**Your goal**
Nothing in the records should be left out; transcribe them exactly.
##### Input data
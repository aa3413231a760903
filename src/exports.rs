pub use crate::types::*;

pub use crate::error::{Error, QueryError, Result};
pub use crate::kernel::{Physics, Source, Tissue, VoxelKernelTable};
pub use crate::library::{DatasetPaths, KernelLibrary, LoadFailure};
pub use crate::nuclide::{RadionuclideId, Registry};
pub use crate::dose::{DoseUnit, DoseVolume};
##########
**Exercise response**
repository aa3413231a760903
filename src/exports.rs
pub use crate::types::*;

pub use crate::error::{Error, QueryError, Result};
pub use crate::kernel::{Physics, Source, Tissue, VoxelKernelTable};
pub use crate::library::{DatasetPaths, KernelLibrary, LoadFailure};
pub use crate::nuclide::{RadionuclideId, Registry};
pub use crate::dose::{DoseUnit, DoseVolume};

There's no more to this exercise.